Until we get laws passed that injunct the feds from ******* with the states' rights nobody is truly safe.  It never ceases to amaze me at how much peple in general "HATE" our little plant.  The gov has done a great job at disinforming the citizenry of this fact, and they swallowed it down deep.  I'm voting for the guy who'll call the feds off and you all should, too.  Until then, keep the numbers legal and you're most likely OK.


----------



## That crazy vancouver guy

this is all such a heated debate/topic... the fact remains... growing mj is NOT allowed/legal when it all boils down to it... and it all comes down to the basic principle... *if you wanna play... sometimes ya gotta pay.... *


----------



## lyfr

howdy folks,  i'm a cali card holder and my #'s are right,  and here's my take...i have very little confidence that if discovered i will get a "sorry to bother you, it was our mistake and we will inform the rest of our officers you are legal and to not be concerned."  i do believe however that after a few thousand in attorney fee's and maybe a year or two i would be sucessful in getting it all dropped.  reguardless of how *right* i am i really dont want to go through all that to prove it.  
  as far as getting busted for roomates grow...i think it would be similar.  after all is said and done their is a good chance it will be dropped...but do you want to go through that!  i say be just as careful as if your roomate was breakin the law.  if noone knows noone will care.  with that said,  i dont think i would on any property that wasn't mine...you just don't have as many rights to protect you.  
*disclaimer;*  this is all just my paranoid _opinion _


----------



## spLIFTED

Hick is dead on. you really going to think feds gonna wasite thousands of $$$ and labor intensive work and paper work to raid a place with 20 plants? 

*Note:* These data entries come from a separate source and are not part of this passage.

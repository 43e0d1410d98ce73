use axum::{Extension, Json};

use crate::analysis::{self, stats};
use crate::auth::middleware::AuthSession;
use crate::dto::{ChartSeries, DashboardResponse, LatestStats, Meter, SymptomNote};
use crate::models::health_log::{HealthEntry, HealthLog, Metric};

const MOOD_SCALE: f64 = 10.0;
const STRESS_SCALE: f64 = 10.0;
const SLEEP_SCALE: f64 = 12.0;
const ACTIVITY_SCALE: f64 = 120.0;
const ROLLING_WINDOW: usize = 7;

pub async fn get_dashboard(Extension(auth): Extension<AuthSession>) -> Json<DashboardResponse> {
    let session = auth.handle.lock().await;
    Json(build_dashboard(session.username.as_str(), &session.log))
}

pub fn build_dashboard(username: &str, log: &HealthLog) -> DashboardResponse {
    let mood = log.column(Metric::Mood);
    DashboardResponse {
        username: username.to_string(),
        entries: log.len(),
        latest: log.latest().map(latest_stats),
        series: ChartSeries {
            dates: log.entries().iter().map(|e| e.date).collect(),
            mood_rolling: stats::rolling_mean(&mood, ROLLING_WINDOW),
            mood,
            stress: log.column(Metric::Stress),
            sleep_hours: log.column(Metric::SleepHours),
            activity_minutes: log.column(Metric::ActivityMinutes),
        },
        symptoms: log
            .entries()
            .iter()
            .filter(|e| !e.symptoms.trim().is_empty())
            .map(|e| SymptomNote {
                date: e.date,
                symptoms: e.symptoms.clone(),
            })
            .collect(),
        insights: analysis::analyze(log),
    }
}

fn latest_stats(entry: &HealthEntry) -> LatestStats {
    LatestStats {
        date: entry.date,
        mood: meter(Metric::Mood.of(entry), MOOD_SCALE),
        stress: meter(Metric::Stress.of(entry), STRESS_SCALE),
        sleep_hours: meter(Metric::SleepHours.of(entry), SLEEP_SCALE),
        activity_minutes: meter(Metric::ActivityMinutes.of(entry), ACTIVITY_SCALE),
    }
}

/// A missing value reads as zero; the percentage is truncated, not rounded.
fn meter(value: Option<f64>, scale: f64) -> Meter {
    let value = value.unwrap_or(0.0);
    Meter {
        value,
        percent: (value / scale * 100.0) as i64,
    }
}
use std::env;
use std::fmt::Display;
use std::path::PathBuf;
use std::str::FromStr;

use anyhow::{anyhow, Context};

#[derive(Debug, Clone)]
pub struct Config {
    pub host: String,
    pub port: u16,
    pub frontend_url: String,
    pub cors_extra_origins: Vec<String>,

    /// Directory holding one `{username}.csv` per user
    pub data_dir: PathBuf,

    pub jwt_secret: String,
    pub jwt_access_ttl_secs: i64,

    pub login_rate_limit_max: u32,
    pub login_rate_limit_window_secs: u64,
}

impl Config {
    pub fn from_env() -> anyhow::Result<Self> {
        let jwt_secret = env::var("JWT_SECRET")
            .ok()
            .filter(|s| !s.is_empty())
            .context("JWT_SECRET must be set")?;

        Ok(Self {
            host: env::var("HOST").unwrap_or_else(|_| "0.0.0.0".into()),
            port: parse_var("PORT", 8080)?,
            frontend_url: env::var("FRONTEND_URL")
                .unwrap_or_else(|_| "http://localhost:3000".into()),
            cors_extra_origins: env::var("CORS_EXTRA_ORIGINS")
                .map(|extra| {
                    extra
                        .split(',')
                        .map(str::trim)
                        .filter(|o| !o.is_empty())
                        .map(String::from)
                        .collect()
                })
                .unwrap_or_default(),

            data_dir: env::var("DATA_DIR")
                .map(PathBuf::from)
                .unwrap_or_else(|_| PathBuf::from("data")),

            jwt_secret,
            jwt_access_ttl_secs: parse_var("JWT_ACCESS_TTL_SECS", 86_400)?,

            login_rate_limit_max: parse_var("LOGIN_RATE_LIMIT_MAX", 5)?,
            login_rate_limit_window_secs: parse_var("LOGIN_RATE_LIMIT_WINDOW_SECS", 60)?,
        })
    }

    pub fn listen_addr(&self) -> String {
        format!("{}:{}", self.host, self.port)
    }

    /// Frontend URL first, then any extra origins, in configuration order.
    pub fn allowed_origins(&self) -> impl Iterator<Item = &str> {
        std::iter::once(self.frontend_url.as_str())
            .chain(self.cors_extra_origins.iter().map(String::as_str))
    }
}

fn parse_var<T>(key: &str, default: T) -> anyhow::Result<T>
where
    T: FromStr,
    T::Err: Display,
{
    match env::var(key) {
        Ok(raw) => raw
            .trim()
            .parse()
            .map_err(|e| anyhow!("{key} must be a valid number: {e}")),
        Err(_) => Ok(default),
    }
}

in the end they do have a job to do. And california justices have already pulled the feds out from under california for undermining this state's laws. The federals are backing off their boot and focusing stepping in the direction of for-profit busts and illegals.

it doesn't mean crap if you knew he grow or didn't, make sure its set up correctly. Make sure there are papers up on the door or near the grow with the license number. Look online for a growers permit paper stating that there is a grow beyond this door and it is under prop 215 and everything is legal.

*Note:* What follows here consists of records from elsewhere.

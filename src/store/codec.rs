use crate::models::health_log::{HealthEntry, HealthLog, COLUMNS};

use super::StoreError;

/// Serialize a whole log. The header row is always written, so an empty
/// log still produces a valid file.
pub fn encode(log: &HealthLog) -> Result<Vec<u8>, StoreError> {
    let mut writer = csv::WriterBuilder::new()
        .has_headers(false)
        .from_writer(Vec::new());

    writer.write_record(COLUMNS)?;
    for entry in log.entries() {
        writer.serialize(entry)?;
    }

    writer
        .into_inner()
        .map_err(|e| StoreError::Csv(e.into_error().into()))
}

/// Parse a stored log. Columns are matched by header name: unknown columns
/// are ignored and missing ones load as empty.
pub fn decode(bytes: &[u8]) -> Result<HealthLog, StoreError> {
    let mut reader = csv::ReaderBuilder::new()
        .has_headers(true)
        .from_reader(bytes);

    let mut entries = Vec::new();
    for (index, record) in reader.deserialize::<HealthEntry>().enumerate() {
        let entry = record.map_err(|e| StoreError::Malformed {
            row: index + 1,
            reason: e.to_string(),
        })?;
        entries.push(entry);
    }

    Ok(HealthLog::from_entries(entries))
}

You do what you can on your end, That's really all you can do because if they want to get you they will. And you will end up doing what any other grower would. Go to court. State reasons of growing medically and personal use. Have written account of what happen and log of how many plants. 

Being in a criminal defense office sometimes helps when most of the criminal defense has to do with small time pot tickets.


its starting to slow down. Focus is more on stupid pot heads who shows no respect and illegals.?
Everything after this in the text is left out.